This patch is parametric, and the decorator allows us to specify several input validation constraints via the typing submodule. Note that the patch below can be written with little knowledge of the downstream model, i.e., from the person developing the original dropout layer in this case. All patches are automatically registered by PyGlove, and they can be combined:

pg.patching.patcher_names()
>> ['prelu_activation', 'add_dropout_before_linear']
print(pg.patch(mlp, 
	[prelu_activation(), 
	add_dropout_before_linear(prob=0.2)]
)
)

Ideally, patches should decouple the work of defining how to apply a new component to a model from the developers that want to experiment with them.
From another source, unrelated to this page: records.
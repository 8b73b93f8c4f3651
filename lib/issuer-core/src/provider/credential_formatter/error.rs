use thiserror::Error;

use crate::proto::jwt::JwtError;

#[derive(Debug, Error)]
pub enum FormatterError {
    #[error("Missing format builder for `{0}`")]
    MissingFormatBuilder(String),
    #[error("Offer data is missing")]
    MissingOfferData,
    #[error("Invalid offer data: `{0}`")]
    InvalidOfferData(String),
    #[error("Could not format: `{0}`")]
    CouldNotFormat(String),
    #[error("Could not sign: `{0}`")]
    CouldNotSign(String),
    #[error("Could not encrypt credential response: `{0}`")]
    CouldNotEncrypt(String),
    #[error("Crypto provider error: `{0}`")]
    CryptoProvider(#[from] issuer_crypto::CryptoProviderError),
}

impl From<JwtError> for FormatterError {
    fn from(value: JwtError) -> Self {
        match value {
            JwtError::CouldNotSign(reason) => Self::CouldNotSign(reason),
            JwtError::CouldNotExtract(reason) => Self::InvalidOfferData(reason),
            JwtError::CouldNotFormat(reason) => Self::CouldNotFormat(reason),
        }
    }
}
use std::collections::HashMap;
use std::sync::Arc;

use secrecy::SecretSlice;
use thiserror::Error;

pub mod hasher;
pub mod jwe;
pub mod signer;
pub mod utilities;


#[derive(Debug, Error)]
pub enum CryptoProviderError {
    #[error("Missing hasher: `{0}`")]
    MissingHasher(String),
    #[error("Missing signer: `{0}`")]
    MissingSigner(String),
}

#[derive(Debug, PartialEq, Eq, Error)]
pub enum HasherError {
    #[error("Could not hash")]
    CouldNotHash,
}

#[derive(Debug, PartialEq, Eq, Error)]
pub enum SignerError {
    #[error("Could not sign: `{0}`")]
    CouldNotSign(String),
    #[error("Could not extract keypair")]
    CouldNotExtractKeyPair,
    #[error("Could not extract public key: `{0}`")]
    CouldNotExtractPublicKey(String),
    #[error("Invalid signature")]
    InvalidSignature,
}

#[cfg_attr(any(test, feature = "mock"), mockall::automock)]
pub trait Hasher: Send + Sync {
    fn hash_base64(&self, input: &[u8]) -> Result<String, HasherError>;
    fn hash(&self, input: &[u8]) -> Result<Vec<u8>, HasherError>;
}

/// Raw signature primitive.
///
/// Public keys are SEC1 encoded points, signatures are the fixed-size
/// `r || s` representation used by JWS.
#[cfg_attr(any(test, feature = "mock"), mockall::automock)]
pub trait Signer: Send + Sync {
    fn sign(&self, input: &[u8], private_key: &SecretSlice<u8>) -> Result<Vec<u8>, SignerError>;
    fn verify(&self, input: &[u8], signature: &[u8], public_key: &[u8])
    -> Result<(), SignerError>;
}

#[cfg_attr(any(test, feature = "mock"), mockall::automock)]
pub trait CryptoProvider: Send + Sync {
    fn get_hasher(&self, hasher: &str) -> Result<Arc<dyn Hasher>, CryptoProviderError>;

    fn get_signer(&self, signer: &str) -> Result<Arc<dyn Signer>, CryptoProviderError>;
}

#[derive(Clone)]
pub struct CryptoProviderImpl {
    hashers: HashMap<String, Arc<dyn Hasher>>,
    signers: HashMap<String, Arc<dyn Signer>>,
}

impl CryptoProviderImpl {
    pub fn new(
        hashers: HashMap<String, Arc<dyn Hasher>>,
        signers: HashMap<String, Arc<dyn Signer>>,
    ) -> Self {
        Self { hashers, signers }
    }
}

impl CryptoProvider for CryptoProviderImpl {
    fn get_hasher(&self, hasher: &str) -> Result<Arc<dyn Hasher>, CryptoProviderError> {
        Ok(self
            .hashers
            .get(hasher)
            .ok_or(CryptoProviderError::MissingHasher(hasher.to_owned()))?
            .clone())
    }

    fn get_signer(&self, signer: &str) -> Result<Arc<dyn Signer>, CryptoProviderError> {
        Ok(self
            .signers
            .get(signer)
            .ok_or(CryptoProviderError::MissingSigner(signer.to_owned()))?
            .clone())
    }
}
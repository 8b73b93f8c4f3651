use std::sync::Arc;

use crate::repository::credential_offer_repository::CredentialOfferRepository;
use crate::repository::status_list_repository::StatusListRepository;

pub mod service;

#[derive(Clone)]
pub struct StatusListService {
    credential_offer_repository: Arc<dyn CredentialOfferRepository>,
    status_list_repository: Arc<dyn StatusListRepository>,
}

impl StatusListService {
    pub(crate) fn new(
        credential_offer_repository: Arc<dyn CredentialOfferRepository>,
        status_list_repository: Arc<dyn StatusListRepository>,
    ) -> Self {
        Self {
            credential_offer_repository,
            status_list_repository,
        }
    }
}
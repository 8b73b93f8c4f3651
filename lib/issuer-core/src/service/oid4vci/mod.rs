use std::sync::Arc;

use issuer_crypto::CryptoProvider;
use time::Duration;

use crate::provider::credential_formatter::provider::CredentialFormatBuilderProvider;
use crate::provider::issuer_metadata::IssuerMetadataProvider;
use crate::repository::credential_offer_repository::CredentialOfferRepository;
use crate::repository::status_list_repository::StatusListRepository;

pub mod dto;
pub(crate) mod mapper;
pub mod service;
pub(crate) mod validator;

#[derive(Clone, Debug)]
pub struct IssuanceContext {
    /// Lifetime of access tokens minted by the token endpoint
    pub token_ttl: Duration,
}

#[derive(Clone)]
pub struct OID4VCIService {
    credential_offer_repository: Arc<dyn CredentialOfferRepository>,
    status_list_repository: Arc<dyn StatusListRepository>,
    metadata_provider: Arc<dyn IssuerMetadataProvider>,
    format_builder_provider: Arc<dyn CredentialFormatBuilderProvider>,
    crypto: Arc<dyn CryptoProvider>,
    context: IssuanceContext,
}

impl OID4VCIService {
    pub(crate) fn new(
        credential_offer_repository: Arc<dyn CredentialOfferRepository>,
        status_list_repository: Arc<dyn StatusListRepository>,
        metadata_provider: Arc<dyn IssuerMetadataProvider>,
        format_builder_provider: Arc<dyn CredentialFormatBuilderProvider>,
        crypto: Arc<dyn CryptoProvider>,
        context: IssuanceContext,
    ) -> Self {
        Self {
            credential_offer_repository,
            status_list_repository,
            metadata_provider,
            format_builder_provider,
            crypto,
            context,
        }
    }
}
pub mod es256;
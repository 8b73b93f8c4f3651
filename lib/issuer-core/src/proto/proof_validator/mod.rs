//! Holder binding proof validation for credential requests.
//!
//! Checks run in a fixed order and the first failing check determines the
//! reported reason.

use ct_codecs::{Base64UrlSafeNoPadding, Decoder};
use issuer_crypto::jwe::RemoteJwk;
use issuer_crypto::signer::es256::ES256Signer;
use serde::{Deserialize, Serialize};

use self::model::{
    CredentialRequestProof, HolderBindingKey, PROOF_JWT_TYPE, ProofValidationContext,
    ProofValidationError,
};
use crate::model::credential_offer::CredentialOffer;
use crate::proto::jwt::Jwt;
use crate::proto::jwt::model::JWTHeader;

pub mod model;


const DID_JWK_PREFIX: &str = "did:jwk:";

#[derive(Debug, Default, Serialize, Deserialize)]
struct ProofPayload {
    #[serde(default)]
    nonce: Option<String>,
}

impl CredentialRequestProof {
    /// Returns the key the credential must be bound to.
    pub fn validate(
        &self,
        offer: &CredentialOffer,
        context: &ProofValidationContext,
    ) -> Result<HolderBindingKey, ProofValidationError> {
        match self {
            Self::Jwt { jwt } => validate_jwt_proof(jwt, offer, context),
        }
    }
}

fn validate_jwt_proof(
    jwt: &str,
    offer: &CredentialOffer,
    context: &ProofValidationContext,
) -> Result<HolderBindingKey, ProofValidationError> {
    let token = Jwt::<ProofPayload>::decompose_token(jwt)
        .map_err(|e| ProofValidationError::NotParseable(e.to_string()))?;
    let header = &token.header;

    if header.r#type.as_deref() != Some(PROOF_JWT_TYPE) {
        return Err(ProofValidationError::UnsupportedProofType(
            header.r#type.clone().unwrap_or_else(|| "null".to_string()),
        ));
    }

    let algorithm = header
        .algorithm
        .as_deref()
        .filter(|algorithm| {
            context
                .supported_signing_algorithms
                .iter()
                .any(|supported| supported == algorithm)
        })
        .ok_or(ProofValidationError::UnsupportedSigningAlgorithm)?;

    let audience_matches = token
        .payload
        .audience
        .as_ref()
        .is_some_and(|audience| audience.iter().any(|aud| aud == context.issuer_id));
    if !audience_matches {
        return Err(ProofValidationError::InvalidAudience);
    }

    if token.payload.issued_at.is_none() {
        return Err(ProofValidationError::MissingIssueTime);
    }

    let holder_key = holder_key_from_header(header)?;
    let public_key = ES256Signer::public_key_from_jwk(&holder_key)
        .map_err(|e| ProofValidationError::UnusableKey(e.to_string()))?;
    let signer = context
        .crypto
        .get_signer(algorithm)
        .map_err(|e| ProofValidationError::UnusableKey(e.to_string()))?;

    signer
        .verify(
            token.unverified_jwt.as_bytes(),
            &token.signature,
            &public_key,
        )
        .map_err(|_| ProofValidationError::InvalidSignature)?;

    let expected_nonce = offer.nonce.to_string();
    if token.payload.custom.nonce.as_deref() != Some(expected_nonce.as_str()) {
        return Err(ProofValidationError::NonceMismatch);
    }

    if offer.is_token_expired(context.now) {
        return Err(ProofValidationError::TokenExpired);
    }

    Ok(HolderBindingKey(holder_key))
}

/// `kid` (did:jwk) takes precedence over an embedded `jwk`
fn holder_key_from_header(header: &JWTHeader) -> Result<RemoteJwk, ProofValidationError> {
    if let Some(kid) = header.key_id.as_deref().filter(|kid| !kid.is_empty()) {
        return parse_did_jwk(kid)
            .ok_or_else(|| ProofValidationError::InvalidKeyId(kid.to_string()));
    }

    let jwk = header.jwk.clone().ok_or(ProofValidationError::MissingJwk)?;
    serde_json::from_value(jwk).map_err(|e| ProofValidationError::UnusableKey(e.to_string()))
}

fn parse_did_jwk(did: &str) -> Option<RemoteJwk> {
    let encoded = did.strip_prefix(DID_JWK_PREFIX)?;
    let encoded = encoded
        .split_once('#')
        .map_or(encoded, |(method_specific_id, _fragment)| method_specific_id);

    let decoded = Base64UrlSafeNoPadding::decode_to_vec(encoded, None).ok()?;
    serde_json::from_slice(&decoded).ok()
}
use issuer_core::provider::credential_formatter::model::CredentialResponseEncryption;
use issuer_core::service::oid4vci::dto::{
    OpenID4VCITokenRequestDTO, OpenID4VCITokenResponseDTO, PRE_AUTHORIZED_CODE_GRANT_TYPE,
};
use issuer_crypto::jwe::RemoteJwk;
use one_dto_mapper::{From, Into};
use serde::{Deserialize, Serialize};
use utoipa::ToSchema;

#[derive(Clone, Debug, Deserialize, ToSchema, Into)]
#[into(OpenID4VCITokenRequestDTO)]
pub struct OpenID4VCITokenRequestRestDTO {
    #[serde(default = "default_grant_type")]
    #[schema(example = "urn:ietf:params:oauth:grant-type:pre-authorized_code")]
    pub grant_type: String,
    #[serde(rename = "pre-authorized_code")]
    pub pre_authorized_code: String,
}

fn default_grant_type() -> String {
    PRE_AUTHORIZED_CODE_GRANT_TYPE.to_string()
}

#[derive(Clone, Debug, Serialize, Deserialize, ToSchema, From)]
#[from(OpenID4VCITokenResponseDTO)]
pub struct OpenID4VCITokenResponseRestDTO {
    pub access_token: String,
    #[schema(example = "bearer")]
    pub token_type: String,
    /// Seconds until the access token expires
    pub expires_in: i64,
    pub c_nonce: String,
}

#[derive(Clone, Debug, Deserialize, ToSchema)]
pub struct OpenID4VCICredentialRequestRestDTO {
    #[schema(example = "vc+sd-jwt")]
    pub format: String,
    pub proof: Option<OpenID4VCIProofRequestRestDTO>,
    pub credential_response_encryption: Option<CredentialResponseEncryptionRestDTO>,
}

#[derive(Clone, Debug, Deserialize, ToSchema)]
pub struct OpenID4VCIProofRequestRestDTO {
    #[schema(example = "jwt")]
    pub proof_type: String,
    pub jwt: Option<String>,
}

#[derive(Clone, Debug, Deserialize, ToSchema, Into)]
#[into(CredentialResponseEncryption)]
pub struct CredentialResponseEncryptionRestDTO {
    pub jwk: PublicJwkRestDTO,
    #[schema(example = "ECDH-ES")]
    pub alg: String,
    #[schema(example = "A256GCM")]
    pub enc: String,
}

#[derive(Clone, Debug, Deserialize, ToSchema, Into)]
#[into(RemoteJwk)]
pub struct PublicJwkRestDTO {
    #[schema(example = "EC")]
    pub kty: String,
    #[schema(example = "P-256")]
    pub crv: String,
    pub x: String,
    pub y: Option<String>,
}
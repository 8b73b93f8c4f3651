use std::sync::Arc;

use issuer_core::IssuerCore;
use issuer_server::router::start_server;
use sql_data_provider::DataLayer;
use tokio::task::JoinHandle;

use super::api_clients::Client;
use super::db_clients::DbClient;
use crate::fixtures;

pub struct TestContext {
    pub db: DbClient,
    pub api: Client,
    /// Engine sharing the server database, for operations without an endpoint
    pub core: IssuerCore,
    /// Credential issuer identifier, the expected proof audience
    pub issuer_url: String,
    _handle: JoinHandle<()>,
}

impl TestContext {
    pub async fn new() -> Self {
        let listener = std::net::TcpListener::bind("127.0.0.1:0").unwrap();
        let base_url = format!("http://{}", listener.local_addr().unwrap());
        let config = fixtures::create_config(&base_url);
        let db = fixtures::create_db().await;

        let core =
            IssuerCore::new(Arc::new(DataLayer::build(db.clone())), &config.core).unwrap();

        let _handle = tokio::spawn({
            let db = db.clone();
            async move { start_server(listener, config, db).await }
        });

        Self {
            db: DbClient::new(db),
            api: Client::new(base_url.to_owned()),
            core,
            issuer_url: base_url,
            _handle,
        }
    }
}
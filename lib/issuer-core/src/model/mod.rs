pub mod credential_offer;
pub mod status_list;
The way this is argued in the paper is that, with $n$ models and $m$ patches, we need work in the order of $nm$ without PyGlove (each combination of model and patch) and only $n+m$ with it (reproduced from 2):

Patching models in PyGlove

Of course, real world patches should probably consider a wide range of edge cases to work reasonably, but the main idea still stands.

Conclusions

PyGlove has a few additional components that I did not consider in detail. For example, it is easy to describe families of models by replacing an input with a collection of symbols or a generic search space:

mlps = Sequential(
      Linear(5, 10),
      pg.one_of([nn.ReLU(), nn.PReLU()]),
      Linear(10, 1)
  )

This in turn can potentially automate model optimization or experiment management. In general, I find the idea behind the library very promising, but customizing our own code to fit into the constraints of symbolic objects may not be trivial or immediate. Whether this is advantageous depends on you and your team, but I will definitely follow with interest the future evolutions of the library.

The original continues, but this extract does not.